Il regista iraniano Jafar Panahi con la Palma d'oro vinta a CannesUn racconto di comicità nera sul perdono
Un semplice incidente è un film sull'oppressione militare e le cicatrici di un regime che non svaniscono mai ma scritto in modo così leggero e liberatorio che non diventa mai denso di motivi politici senza peraltro dimenticare l'ombra di crudeltà in cui vive ancora l’Iran. Panahi ha trasformato una storia ambientata in uno dei governi più autoritari al mondo in un racconto di comicità nera sul perdono intrecciando elementi tipici dei film di vendetta ma abbattendone il codice morale. Affronta i temi della colpa e della responsabilità, sollevando allo stesso tempo inquietanti interrogativi etici: fino a che punto dovrebbero spingersi coloro che sono stati torturati in prigione per vendicarsi? Se è giustizia che cercano, come apparirebbe ad occhi neutrali?
In scena uno specchio della società moderna
E anche i momenti leggeri che pure non mancano non sminuiscono mai la portata di ciò che Panahi esplora, quello che in definitiva è il periodo più oscuro e spaventoso di tutte le loro vite. La domanda se Eghbal sia davvero chi credono sia è al centro di tutto ma possono fidarsi dei propri ricordi? Se è lui il loro torturatore, vendicarsi li porterà a una conclusione o li renderà più simili a lui? Se non lo è, stanno rischiando la propria anima per niente?

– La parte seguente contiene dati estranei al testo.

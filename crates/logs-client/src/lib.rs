//! Chat log archive client library.
//!
//! Resolves channel/user identifiers, tracks the active archive instance,
//! discovers which months have logs, fetches a month of messages and
//! decodes the emote positions carried in each message's tags.

pub mod channels;
pub mod config;
pub mod emotes;
pub mod identifier;
pub mod instance;
pub mod messages;
pub mod periods;


pub use channels::Channel;
pub use config::ClientConfig;
pub use emotes::{EmoteSpan, decode_emotes};
pub use identifier::{Identifier, IdentifierKind, classify};
pub use instance::{Location, Session, SessionState};
pub use messages::{LogKey, LogMessage, SortOrder, text_log_url};
pub use periods::{LogPeriod, latest_period};

/// Canonical archive origin, used for discovery and as the default message base.
pub const DEFAULT_ARCHIVE_URL: &str = "https://logs.zonian.dev";

/// Unified error type for the logs-client crate.
#[derive(Debug, thiserror::Error)]
pub enum LogsError {
    #[error("User has opted out of logging")]
    OptedOut,

    #[error("Archive request failed (status {status}): {message}")]
    FetchFailed { status: u16, message: String },

    #[error("Network error: {0}")]
    Network(#[from] reqwest::Error),

    #[error("JSON parse error: {0}")]
    Json(#[from] serde_json::Error),

    #[error("URL parse error: {0}")]
    UrlParse(#[from] url::ParseError),

    #[error("Archive base cannot carry a path: {0}")]
    InvalidBase(String),
}

impl LogsError {
    /// Whether the error is reported to the caller instead of collapsing
    /// into an empty result.
    pub fn is_surfaced(&self) -> bool {
        matches!(self, Self::OptedOut | Self::FetchFailed { .. })
    }
}

/// HTTP client for the log archive.
///
/// Cheap to clone; all clones share the connection pool and the session.
#[derive(Clone)]
pub struct ArchiveClient {
    pub(crate) http: reqwest::Client,
    pub(crate) discovery_url: String,
    pub(crate) session: Session,
}

impl ArchiveClient {
    /// Build a client from configuration with a fresh session.
    pub fn new(config: &ClientConfig) -> Result<Self, LogsError> {
        let session = Session::new(&config.api_base_url);
        Self::with_session(config, session)
    }

    /// Build a client that shares an existing session handle.
    pub fn with_session(config: &ClientConfig, session: Session) -> Result<Self, LogsError> {
        let http = reqwest::Client::builder()
            .timeout(config.request_timeout)
            .build()?;

        Ok(Self {
            http,
            discovery_url: config.discovery_url.trim_end_matches('/').to_string(),
            session,
        })
    }

    pub fn session(&self) -> &Session {
        &self.session
    }

    /// Execute a GET request, mapping non-success statuses to `FetchFailed`.
    pub(crate) async fn get(&self, url: &str) -> Result<String, LogsError> {
        tracing::debug!(url, "Requesting archive");
        let resp = self.http.get(url).send().await?;

        let status = resp.status();
        let body = resp.text().await?;

        if !status.is_success() {
            return Err(LogsError::FetchFailed {
                status: status.as_u16(),
                message: body,
            });
        }

        Ok(body)
    }
}
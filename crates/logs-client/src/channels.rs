use serde::{Deserialize, Serialize};

use crate::{ArchiveClient, LogsError};

/// A channel logged by the archive.
#[derive(Debug, Clone, PartialEq, Eq, Serialize, Deserialize)]
pub struct Channel {
    #[serde(rename = "userID")]
    pub user_id: String,
    pub name: String,
}

#[derive(Debug, Deserialize)]
struct ChannelsResponse {
    #[serde(default)]
    channels: Vec<Channel>,
}

impl ArchiveClient {
    /// List the channels the archive logs, for autocompletion.
    pub async fn fetch_channels(&self) -> Result<Vec<Channel>, LogsError> {
        let url = format!("{}/channels", self.discovery_url);
        let body = self.get(&url).await?;
        let resp: ChannelsResponse = serde_json::from_str(&body)?;
        tracing::debug!(count = resp.channels.len(), "Fetched channel list");
        Ok(resp.channels)
    }
}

Ancora una volta il regista iraniano mette in scena uno specchio della società moderna e ci chiede di indagare su come ci trattiamo a vicenda, quale impatto hanno le nostre scelte collettive e come dovremmo vivere insieme sulla scia di tutto ciò.
La gentilezza a poco a poco sostituisce la vendetta
E quello che alla fine rende più intrigante Un semplice incidente è come gli atti di gentilezza a poco a poco inizino a sostituire la ricerca di vendetta. La rabbia e il dolore non si dissipano mai ma la vera natura di queste persone così diverse inizia a riaffermarsi dopo l'iniziale vampata di potente emozione. Così, mentre Panahi è risoluto nel criticare i funzionari brutali le cui azioni scatenano ancora più violenza, si sofferma abilmente su come tutti noi aneliamo a una vita migliore. E su quanto sia difficile trovarne una in un mondo come questo.